Enquanto Belmiro enfim chega à conclusão que a vida parou – porém a vida já estava parada desde o início do romance – e não escreve mais, Luís da Silva mergulha em fluxos de consciência e tenta provar que assassinou Julião Tavares porque só assim deixaria de sentir-se inferior. Luís da Silva conclui que nada pode mudar a sua condição, e se vê como “uma figurinha insignificante” (RAMOS, 1980, p. 235) que se mexia “com cuidado para não molestar as outras.” (RAMOS, 1980, p. 235).

Referências

ANJOS, C. O amanuense Belmiro. São Paulo: Abril Cultural, 1983.

DELEUZE, G. “A literatura e a vida.” Crítica e clínica. São Paulo: Editora 34, 2011.

___. e GUATTARI, F. Mil platôs: capitalismo e esquizofrenia. São Paulo: Editora 34, 1997, v.4.

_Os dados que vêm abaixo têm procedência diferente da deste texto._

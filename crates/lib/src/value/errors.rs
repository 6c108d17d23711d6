//! Error types for value access.

use thiserror::Error;

/// Errors raised when a [`Value`](super::Value) is unwrapped as the wrong variant.
#[non_exhaustive]
#[derive(Debug, Clone, Error, PartialEq, Eq)]
pub enum ValueError {
    /// The value holds a different variant than the one requested
    #[error("value type mismatch: expected {expected}, found {actual}")]
    TypeMismatch {
        expected: &'static str,
        actual: &'static str,
    },
}

impl ValueError {
    /// Check if this error is a type mismatch
    pub fn is_type_error(&self) -> bool {
        matches!(self, ValueError::TypeMismatch { .. })
    }
}

impl From<ValueError> for crate::Error {
    fn from(err: ValueError) -> Self {
        crate::Error::Value(err)
    }
}
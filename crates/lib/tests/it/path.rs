//! Field path integration tests
//!
//! Building, printing, parsing and resolving `FieldPath`s against parsed documents.

use fauna_wire::{
    Error, FieldPath, Segment, Value, field_path,
    path::PathError,
    wire,
};

use crate::helpers::{Nested, REFERENCE_DOCUMENT};

fn document() -> Value {
    wire::parse_str(REFERENCE_DOCUMENT).unwrap()
}

#[test]
fn test_extract_nested_leaf() {
    let doc = document();
    let path = FieldPath::key("ObjArr").at_index(1).at_key("Nested");

    assert_eq!(doc.at(&path).unwrap(), &Value::from("object2"));
    assert_eq!(path.resolve(&doc).unwrap(), &Value::from("object2"));
}

#[test]
fn test_shared_prefix() {
    let doc = document();
    let matrix = FieldPath::key("Matrix");

    let corners: Vec<i64> = [(0, 0), (1, 1)]
        .iter()
        .map(|(row, col)| doc.get_at(&matrix.at_index(*row).at_index(*col)).unwrap())
        .collect();
    assert_eq!(corners, [1, 4]);
    assert_eq!(matrix.len(), 1);
}

#[test]
fn test_get_at_decodes_records() {
    let doc = document();
    let nested: Nested = doc.get_at(&field_path!("ObjArr", 0usize)).unwrap();
    assert_eq!(nested, Nested::new("object1"));

    let all: Vec<Nested> = doc.get_at(&FieldPath::key("ObjArr")).unwrap();
    assert_eq!(all.len(), 2);
}

#[test]
fn test_get_at_reports_lookup_and_decode_failures() {
    let doc = document();

    let err = doc.get_at::<String>(&FieldPath::key("Missing")).unwrap_err();
    assert!(matches!(err, Error::Path(PathError::MissingKey { .. })));
    assert!(err.is_not_found());

    let err = doc.get_at::<String>(&FieldPath::key("Num")).unwrap_err();
    assert!(matches!(err, Error::Decode(_)));
    assert!(err.is_type_error());
}

#[test]
fn test_tagged_values_are_leaves() {
    let doc = document();
    let err = doc.at(&field_path!("Ref", "id")).unwrap_err();
    assert_eq!(
        err,
        PathError::NotAContainer {
            segment: "key 'id'".to_string(),
            actual: "ref",
            at: "Ref".to_string()
        }
    );

    let err = doc.at(&field_path!("Object", 0usize)).unwrap_err();
    assert!(matches!(err, PathError::NotAContainer { actual: "object", .. }));
}

#[test]
fn test_join_and_parent() {
    let head = field_path!("data", "spells");
    let tail = field_path!(0usize, "name");
    let joined = head.join(&tail);

    assert_eq!(joined.to_string(), "data.spells[0].name");
    assert_eq!(joined.parent().unwrap().parent().unwrap(), head);
    assert_eq!(
        joined.segments(),
        &[
            Segment::from("data"),
            Segment::from("spells"),
            Segment::Index(0),
            Segment::from("name")
        ]
    );
    assert_eq!(head.join(&FieldPath::new()), head);
}

#[test]
fn test_text_form_round_trips() {
    for text in ["ObjArr[1].Nested", "Matrix[0][1]", "Map.key", "[3]"] {
        let path: FieldPath = text.parse().unwrap();
        assert_eq!(path.to_string(), text);
    }

    let dotted = FieldPath::key("a.b").at_key("c");
    assert_eq!(dotted.to_string(), r#"["a.b"].c"#);
    assert_eq!(dotted.to_string().parse::<FieldPath>().unwrap(), dotted);
    assert_eq!(FieldPath::new().to_string().parse::<FieldPath>().unwrap(), FieldPath::new());

    let doc = wire::parse_str(r#"{"a.b": {"c": 1}, "a": {"b": {"c": 2}}}"#).unwrap();
    assert_eq!(doc.at(&dotted).unwrap(), &Value::Long(1));
    let plain: FieldPath = "a.b.c".parse().unwrap();
    assert_eq!(doc.at(&plain).unwrap(), &Value::Long(2));

    let err = "ObjArr[one]".parse::<FieldPath>().unwrap_err();
    assert!(matches!(err, PathError::Syntax { .. }));
    assert!(Error::from(err).is_parse_error());
}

___. e GUATTARI, F. Mil platôs: capitalismo e esquizofrenia. São Paulo: Editora 34, 1997b, v.5.

FOUCAULT, M. “Outros Espaços”. In: Ditos e Escritos III: Estética: Literatura e Pintura, Música e Cinema. Rio de Janeiro: Forense Universitária, 2013.

___. “O que é um autor?” In: Ditos e Escritos III: Estética: Literatura e Pintura, Música e Cinema. Rio de Janeiro: Forense Universitária, 2013.

MAINGUENEAU, D. O contexto da obra literária. São Paulo: Martins Fontes, 2001.

RAMOS, G. Angústia. Rio de Janeiro: Record, 1980.

RANCIÈRE, J. A partilha do sensível – estética e política. Rio de Janeiro: Editora 34, 2005.

___. Políticas da Escrita. Rio de Janeiro: Editora 34, 1995.

SAFATLE, V. Cinismo e falência da crítica. São Paulo: Boitempo, 2008.